Problem description:
The expected output is a copy of every line in the records with the string "pool".

Records excerpted from a collection:
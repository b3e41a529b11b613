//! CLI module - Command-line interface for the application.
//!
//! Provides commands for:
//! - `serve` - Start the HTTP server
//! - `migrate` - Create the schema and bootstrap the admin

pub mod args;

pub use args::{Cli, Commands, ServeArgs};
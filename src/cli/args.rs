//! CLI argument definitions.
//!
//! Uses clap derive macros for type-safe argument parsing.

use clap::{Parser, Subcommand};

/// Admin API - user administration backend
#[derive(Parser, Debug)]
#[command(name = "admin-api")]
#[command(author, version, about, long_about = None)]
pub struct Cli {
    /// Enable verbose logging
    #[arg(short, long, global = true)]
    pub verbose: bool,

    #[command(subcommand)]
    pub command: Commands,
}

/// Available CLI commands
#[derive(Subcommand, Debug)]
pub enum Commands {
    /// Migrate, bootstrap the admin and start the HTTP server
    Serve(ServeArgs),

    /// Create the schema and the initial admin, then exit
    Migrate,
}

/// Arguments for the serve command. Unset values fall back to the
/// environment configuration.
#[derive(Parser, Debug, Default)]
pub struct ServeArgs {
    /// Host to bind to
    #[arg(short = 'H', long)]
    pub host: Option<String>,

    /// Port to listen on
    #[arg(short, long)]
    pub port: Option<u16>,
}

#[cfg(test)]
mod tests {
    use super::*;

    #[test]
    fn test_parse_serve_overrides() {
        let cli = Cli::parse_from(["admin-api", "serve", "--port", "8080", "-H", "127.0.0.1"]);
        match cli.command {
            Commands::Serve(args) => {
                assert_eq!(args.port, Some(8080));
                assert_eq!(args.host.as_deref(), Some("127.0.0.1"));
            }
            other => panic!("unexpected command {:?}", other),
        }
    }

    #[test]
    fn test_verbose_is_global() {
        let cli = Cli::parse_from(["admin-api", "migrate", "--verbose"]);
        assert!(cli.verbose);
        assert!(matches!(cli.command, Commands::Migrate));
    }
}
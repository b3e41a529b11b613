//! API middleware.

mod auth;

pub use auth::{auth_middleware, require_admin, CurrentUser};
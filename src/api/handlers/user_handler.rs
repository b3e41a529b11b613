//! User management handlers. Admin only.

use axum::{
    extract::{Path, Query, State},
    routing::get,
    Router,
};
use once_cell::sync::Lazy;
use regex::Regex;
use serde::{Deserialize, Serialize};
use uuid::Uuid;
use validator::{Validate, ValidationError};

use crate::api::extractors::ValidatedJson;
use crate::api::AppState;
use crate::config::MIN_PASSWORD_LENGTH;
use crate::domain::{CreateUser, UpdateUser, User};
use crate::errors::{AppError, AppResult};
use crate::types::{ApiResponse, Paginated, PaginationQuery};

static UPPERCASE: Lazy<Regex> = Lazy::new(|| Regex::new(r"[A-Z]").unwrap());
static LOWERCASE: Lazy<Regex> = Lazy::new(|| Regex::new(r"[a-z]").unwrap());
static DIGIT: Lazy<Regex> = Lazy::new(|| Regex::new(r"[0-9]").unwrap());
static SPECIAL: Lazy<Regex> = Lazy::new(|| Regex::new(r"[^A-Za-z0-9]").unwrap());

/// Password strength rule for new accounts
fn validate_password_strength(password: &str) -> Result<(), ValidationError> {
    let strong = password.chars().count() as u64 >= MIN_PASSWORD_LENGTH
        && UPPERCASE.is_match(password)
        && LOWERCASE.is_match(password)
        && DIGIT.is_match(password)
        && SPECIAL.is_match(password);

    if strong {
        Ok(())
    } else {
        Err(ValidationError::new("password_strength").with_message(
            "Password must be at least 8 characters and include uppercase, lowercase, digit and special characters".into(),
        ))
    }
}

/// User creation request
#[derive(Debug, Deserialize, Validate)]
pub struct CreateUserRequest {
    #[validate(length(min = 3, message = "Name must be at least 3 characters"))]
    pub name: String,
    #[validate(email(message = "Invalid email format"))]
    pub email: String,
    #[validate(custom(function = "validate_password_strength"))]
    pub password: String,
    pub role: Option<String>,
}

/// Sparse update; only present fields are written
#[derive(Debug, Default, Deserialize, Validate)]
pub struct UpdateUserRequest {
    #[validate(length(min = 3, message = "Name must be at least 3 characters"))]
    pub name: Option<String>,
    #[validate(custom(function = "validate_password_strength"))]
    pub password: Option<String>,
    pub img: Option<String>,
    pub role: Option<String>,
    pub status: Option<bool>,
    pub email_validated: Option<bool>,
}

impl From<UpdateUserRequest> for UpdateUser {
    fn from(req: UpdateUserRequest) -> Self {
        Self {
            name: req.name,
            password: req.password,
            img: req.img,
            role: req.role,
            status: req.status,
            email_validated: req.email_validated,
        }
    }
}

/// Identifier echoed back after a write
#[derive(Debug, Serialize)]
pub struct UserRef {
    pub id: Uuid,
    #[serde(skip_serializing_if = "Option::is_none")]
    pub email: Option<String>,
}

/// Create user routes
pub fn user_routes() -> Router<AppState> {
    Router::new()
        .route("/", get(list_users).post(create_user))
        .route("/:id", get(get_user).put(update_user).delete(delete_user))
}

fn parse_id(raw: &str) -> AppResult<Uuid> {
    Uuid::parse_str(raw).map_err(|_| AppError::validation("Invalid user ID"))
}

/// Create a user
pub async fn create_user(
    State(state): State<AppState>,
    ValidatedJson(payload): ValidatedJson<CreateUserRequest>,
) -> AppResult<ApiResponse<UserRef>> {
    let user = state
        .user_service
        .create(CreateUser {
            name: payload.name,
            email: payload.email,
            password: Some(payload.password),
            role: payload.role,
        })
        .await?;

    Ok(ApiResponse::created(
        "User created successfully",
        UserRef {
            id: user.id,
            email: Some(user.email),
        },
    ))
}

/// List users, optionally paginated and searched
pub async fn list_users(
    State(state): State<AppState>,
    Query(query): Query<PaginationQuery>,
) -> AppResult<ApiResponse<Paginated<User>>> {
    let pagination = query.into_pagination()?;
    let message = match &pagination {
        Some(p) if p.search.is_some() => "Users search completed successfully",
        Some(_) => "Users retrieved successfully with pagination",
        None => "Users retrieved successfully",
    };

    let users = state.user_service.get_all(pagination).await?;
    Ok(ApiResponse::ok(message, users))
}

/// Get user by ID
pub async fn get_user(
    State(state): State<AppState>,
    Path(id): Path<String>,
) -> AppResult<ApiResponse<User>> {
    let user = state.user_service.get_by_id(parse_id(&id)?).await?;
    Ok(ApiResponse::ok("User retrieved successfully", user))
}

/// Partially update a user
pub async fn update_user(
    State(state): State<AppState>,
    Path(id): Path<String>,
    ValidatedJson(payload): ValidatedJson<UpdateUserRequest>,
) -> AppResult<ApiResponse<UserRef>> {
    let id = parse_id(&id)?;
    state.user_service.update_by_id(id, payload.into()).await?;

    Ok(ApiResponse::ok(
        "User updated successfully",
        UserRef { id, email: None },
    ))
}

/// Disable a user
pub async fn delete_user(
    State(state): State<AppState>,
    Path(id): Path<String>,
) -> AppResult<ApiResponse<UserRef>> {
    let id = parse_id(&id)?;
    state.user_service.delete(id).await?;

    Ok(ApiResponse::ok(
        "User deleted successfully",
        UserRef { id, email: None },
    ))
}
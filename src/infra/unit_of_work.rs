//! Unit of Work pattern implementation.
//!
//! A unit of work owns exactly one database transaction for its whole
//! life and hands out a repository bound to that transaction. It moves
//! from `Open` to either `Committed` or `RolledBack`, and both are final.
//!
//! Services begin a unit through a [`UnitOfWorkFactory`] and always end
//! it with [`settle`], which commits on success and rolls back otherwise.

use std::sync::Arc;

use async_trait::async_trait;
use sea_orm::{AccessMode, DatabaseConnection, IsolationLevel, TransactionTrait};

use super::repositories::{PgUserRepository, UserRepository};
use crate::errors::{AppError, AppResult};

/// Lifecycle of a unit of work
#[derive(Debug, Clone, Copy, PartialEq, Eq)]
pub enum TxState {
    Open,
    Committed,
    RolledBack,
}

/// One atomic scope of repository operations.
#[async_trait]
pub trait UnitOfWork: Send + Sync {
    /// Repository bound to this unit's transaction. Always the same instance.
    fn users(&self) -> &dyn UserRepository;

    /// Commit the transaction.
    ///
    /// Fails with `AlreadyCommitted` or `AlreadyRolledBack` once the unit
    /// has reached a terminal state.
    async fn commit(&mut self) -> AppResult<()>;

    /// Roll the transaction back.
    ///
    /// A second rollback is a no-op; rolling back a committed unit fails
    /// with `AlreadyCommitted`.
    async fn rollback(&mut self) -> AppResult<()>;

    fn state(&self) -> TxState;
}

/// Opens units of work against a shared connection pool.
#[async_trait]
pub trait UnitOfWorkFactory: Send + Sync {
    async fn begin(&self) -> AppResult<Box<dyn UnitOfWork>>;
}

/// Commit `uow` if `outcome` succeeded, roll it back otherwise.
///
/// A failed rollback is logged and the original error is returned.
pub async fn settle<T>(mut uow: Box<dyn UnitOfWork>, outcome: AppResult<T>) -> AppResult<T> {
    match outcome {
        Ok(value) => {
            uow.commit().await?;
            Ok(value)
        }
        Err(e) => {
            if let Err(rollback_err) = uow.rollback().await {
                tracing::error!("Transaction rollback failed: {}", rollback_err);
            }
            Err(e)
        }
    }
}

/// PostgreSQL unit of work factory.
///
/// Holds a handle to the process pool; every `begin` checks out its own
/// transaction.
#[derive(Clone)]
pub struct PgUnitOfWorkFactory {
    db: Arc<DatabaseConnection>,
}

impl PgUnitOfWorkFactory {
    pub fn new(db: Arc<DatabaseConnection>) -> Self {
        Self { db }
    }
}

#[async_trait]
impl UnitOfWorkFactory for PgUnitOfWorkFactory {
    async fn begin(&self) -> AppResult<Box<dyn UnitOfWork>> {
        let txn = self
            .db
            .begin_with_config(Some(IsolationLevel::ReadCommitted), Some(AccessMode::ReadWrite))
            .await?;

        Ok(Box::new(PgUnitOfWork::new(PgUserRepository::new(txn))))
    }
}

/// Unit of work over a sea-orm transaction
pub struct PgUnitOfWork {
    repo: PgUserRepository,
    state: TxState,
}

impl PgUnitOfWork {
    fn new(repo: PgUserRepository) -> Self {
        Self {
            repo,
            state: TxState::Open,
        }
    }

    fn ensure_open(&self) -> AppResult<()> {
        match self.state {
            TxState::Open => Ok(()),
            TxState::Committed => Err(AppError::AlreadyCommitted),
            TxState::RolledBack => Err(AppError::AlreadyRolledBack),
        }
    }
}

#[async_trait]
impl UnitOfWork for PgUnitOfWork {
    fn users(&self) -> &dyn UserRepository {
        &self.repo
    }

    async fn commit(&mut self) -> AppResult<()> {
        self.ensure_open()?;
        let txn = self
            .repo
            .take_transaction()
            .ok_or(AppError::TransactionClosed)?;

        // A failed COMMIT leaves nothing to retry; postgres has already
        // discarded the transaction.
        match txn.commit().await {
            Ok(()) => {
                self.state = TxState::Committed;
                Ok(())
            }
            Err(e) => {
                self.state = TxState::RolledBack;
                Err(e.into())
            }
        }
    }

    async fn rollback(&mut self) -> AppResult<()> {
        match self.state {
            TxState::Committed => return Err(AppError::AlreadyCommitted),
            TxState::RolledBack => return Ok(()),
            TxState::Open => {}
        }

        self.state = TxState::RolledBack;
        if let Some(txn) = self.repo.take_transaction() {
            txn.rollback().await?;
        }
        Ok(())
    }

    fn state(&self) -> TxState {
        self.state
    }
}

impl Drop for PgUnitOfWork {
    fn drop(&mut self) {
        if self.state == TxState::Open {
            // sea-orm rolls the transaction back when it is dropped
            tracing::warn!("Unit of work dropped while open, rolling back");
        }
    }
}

Answer box:
/// Opens units of work against a shared connection pool.
/// Holds a handle to the process pool; every `begin` checks out its own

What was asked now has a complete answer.